Using the records that follow, copy every line containing the word "crate".

[EXERCISE MATERIAL Boundary: Start]

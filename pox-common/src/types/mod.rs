// Copyright (C) 2013-2020 Blockstack PBC, a public benefit corporation
// Copyright (C) 2020-2024 Stacks Open Internet Foundation
//
// This program is free software: you can redistribute it and/or modify
// it under the terms of the GNU General Public License as published by
// the Free Software Foundation, either version 3 of the License, or
// (at your option) any later version.
//
// This program is distributed in the hope that it will be useful,
// but WITHOUT ANY WARRANTY; without even the implied warranty of
// MERCHANTABILITY or FITNESS FOR A PARTICULAR PURPOSE.  See the
// GNU General Public License for more details.
//
// You should have received a copy of the GNU General Public License
// along with this program.  If not, see <http://www.gnu.org/licenses/>.

//! Account identities: c32 addresses and the principals built on them.

use std::fmt;
use std::str::FromStr;

use crate::address::c32::{c32_address, c32_address_decode};
use crate::address::{
    Error as AddressError, C32_ADDRESS_VERSION_MAINNET_SINGLESIG,
    C32_ADDRESS_VERSION_TESTNET_SINGLESIG,
};
use crate::util::hash::Hash160;
use crate::util::secp256k1::Secp256k1PublicKey;

pub const CONTRACT_MAX_NAME_LENGTH: usize = 40;

#[derive(Debug, Clone, Copy, PartialEq, Eq, Hash, PartialOrd, Ord)]
pub struct StacksAddress {
    pub version: u8,
    pub bytes: Hash160,
}

impl StacksAddress {
    pub fn new(version: u8, bytes: Hash160) -> StacksAddress {
        StacksAddress { version, bytes }
    }

    fn singlesig_version(mainnet: bool) -> u8 {
        if mainnet {
            C32_ADDRESS_VERSION_MAINNET_SINGLESIG
        } else {
            C32_ADDRESS_VERSION_TESTNET_SINGLESIG
        }
    }

    /// Single-sig address that owns the given compressed public key.
    pub fn p2pkh(mainnet: bool, pubkey: &Secp256k1PublicKey) -> StacksAddress {
        StacksAddress::p2pkh_from_compressed(mainnet, &pubkey.to_bytes_compressed())
    }

    pub fn p2pkh_from_compressed(mainnet: bool, pubkey: &[u8; 33]) -> StacksAddress {
        StacksAddress {
            version: StacksAddress::singlesig_version(mainnet),
            bytes: Hash160::from_data(pubkey),
        }
    }

    /// The all-zeroes address nobody holds a key for.
    pub fn burn_address(mainnet: bool) -> StacksAddress {
        StacksAddress {
            version: StacksAddress::singlesig_version(mainnet),
            bytes: Hash160([0u8; 20]),
        }
    }

    pub fn is_mainnet(&self) -> bool {
        self.version == C32_ADDRESS_VERSION_MAINNET_SINGLESIG
            || self.version == crate::address::C32_ADDRESS_VERSION_MAINNET_MULTISIG
    }

    pub fn from_string(s: &str) -> Result<StacksAddress, AddressError> {
        let (version, bytes) = c32_address_decode(s)?;
        let bytes = Hash160::from_bytes(&bytes).ok_or(AddressError::InvalidPayloadLength)?;
        Ok(StacksAddress { version, bytes })
    }
}

impl fmt::Display for StacksAddress {
    fn fmt(&self, f: &mut fmt::Formatter) -> fmt::Result {
        match c32_address(self.version, self.bytes.as_bytes()) {
            Ok(addr) => write!(f, "{}", addr),
            Err(_) => write!(f, "<invalid address v{} {}>", self.version, self.bytes),
        }
    }
}

/// Either an account address, or a contract published by one.
#[derive(Debug, Clone, PartialEq, Eq, Hash, PartialOrd, Ord, Serialize, Deserialize)]
#[serde(into = "String", try_from = "String")]
pub enum PrincipalData {
    Standard(StacksAddress),
    Contract(StacksAddress, String),
}

fn check_contract_name(name: &str) -> Result<(), AddressError> {
    let mut chars = name.chars();
    let starts_alpha = chars.next().map_or(false, |c| c.is_ascii_alphabetic());
    let rest_ok = chars.all(|c| c.is_ascii_alphanumeric() || c == '-' || c == '_');
    if starts_alpha && rest_ok && name.len() <= CONTRACT_MAX_NAME_LENGTH {
        Ok(())
    } else {
        Err(AddressError::InvalidContractName(name.to_string()))
    }
}

impl PrincipalData {
    pub fn parse(literal: &str) -> Result<PrincipalData, AddressError> {
        match literal.split_once('.') {
            Some((addr, name)) => {
                check_contract_name(name)?;
                Ok(PrincipalData::Contract(
                    StacksAddress::from_string(addr)?,
                    name.to_string(),
                ))
            }
            None => Ok(PrincipalData::Standard(StacksAddress::from_string(literal)?)),
        }
    }

    pub fn contract(issuer: StacksAddress, name: &str) -> Result<PrincipalData, AddressError> {
        check_contract_name(name)?;
        Ok(PrincipalData::Contract(issuer, name.to_string()))
    }

    pub fn address(&self) -> &StacksAddress {
        match self {
            PrincipalData::Standard(addr) | PrincipalData::Contract(addr, _) => addr,
        }
    }

    pub fn is_contract(&self) -> bool {
        matches!(self, PrincipalData::Contract(..))
    }
}

impl From<StacksAddress> for PrincipalData {
    fn from(addr: StacksAddress) -> Self {
        PrincipalData::Standard(addr)
    }
}

impl fmt::Display for PrincipalData {
    fn fmt(&self, f: &mut fmt::Formatter) -> fmt::Result {
        match self {
            PrincipalData::Standard(addr) => write!(f, "{}", addr),
            PrincipalData::Contract(addr, name) => write!(f, "{}.{}", addr, name),
        }
    }
}

impl FromStr for PrincipalData {
    type Err = AddressError;

    fn from_str(s: &str) -> Result<Self, Self::Err> {
        PrincipalData::parse(s)
    }
}

impl From<PrincipalData> for String {
    fn from(p: PrincipalData) -> String {
        p.to_string()
    }
}

impl TryFrom<String> for PrincipalData {
    type Error = AddressError;

    fn try_from(s: String) -> Result<Self, Self::Error> {
        PrincipalData::parse(&s)
    }
}

#[cfg(test)]
mod tests {
    use super::*;
    use crate::util::secp256k1::Secp256k1PrivateKey;

    #[test]
    fn principal_parse_display() {
        let standard = PrincipalData::parse("ST000000000000000000002AMW42H").unwrap();
        assert_eq!(
            standard,
            PrincipalData::Standard(StacksAddress::burn_address(false))
        );
        assert_eq!(standard.to_string(), "ST000000000000000000002AMW42H");

        let contract =
            PrincipalData::parse("SP000000000000000000002Q6VF78.pox-fast-pool-v2").unwrap();
        assert!(contract.is_contract());
        assert_eq!(contract.address(), &StacksAddress::burn_address(true));
        assert_eq!(
            contract.to_string(),
            "SP000000000000000000002Q6VF78.pox-fast-pool-v2"
        );
    }

    #[test]
    fn principal_parse_rejects_bad_names() {
        assert_eq!(
            PrincipalData::parse("SP000000000000000000002Q6VF78.9lives"),
            Err(AddressError::InvalidContractName("9lives".into()))
        );
        assert!(PrincipalData::parse("SP000000000000000000002Q6VF78.").is_err());
        assert!(PrincipalData::parse("not-an-address").is_err());
    }

    #[test]
    fn p2pkh_is_hash160_of_compressed_key() {
        let sk = Secp256k1PrivateKey::from_seed(b"p2pkh");
        let pk = Secp256k1PublicKey::from_private(&sk);
        let addr = StacksAddress::p2pkh(false, &pk);
        assert_eq!(addr.version, C32_ADDRESS_VERSION_TESTNET_SINGLESIG);
        assert_eq!(addr.bytes, Hash160::from_data(&pk.to_bytes_compressed()));
        assert!(!addr.is_mainnet());
        assert!(StacksAddress::p2pkh(true, &pk).is_mainnet());
    }

    #[test]
    fn principal_serde_as_string() {
        let p = PrincipalData::Standard(StacksAddress::burn_address(true));
        let json = serde_json::to_string(&p).unwrap();
        assert_eq!(json, "\"SP000000000000000000002Q6VF78\"");
        let back: PrincipalData = serde_json::from_str(&json).unwrap();
        assert_eq!(back, p);
    }
}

[EXERCISE MATERIAL Boundary: End]

--- ANSWER BELOW ---
use crate::address::c32::{c32_address, c32_address_decode};
use crate::address::{
use crate::util::hash::Hash160;
use crate::util::secp256k1::Secp256k1PublicKey;
            || self.version == crate::address::C32_ADDRESS_VERSION_MAINNET_MULTISIG
    use crate::util::secp256k1::Secp256k1PrivateKey;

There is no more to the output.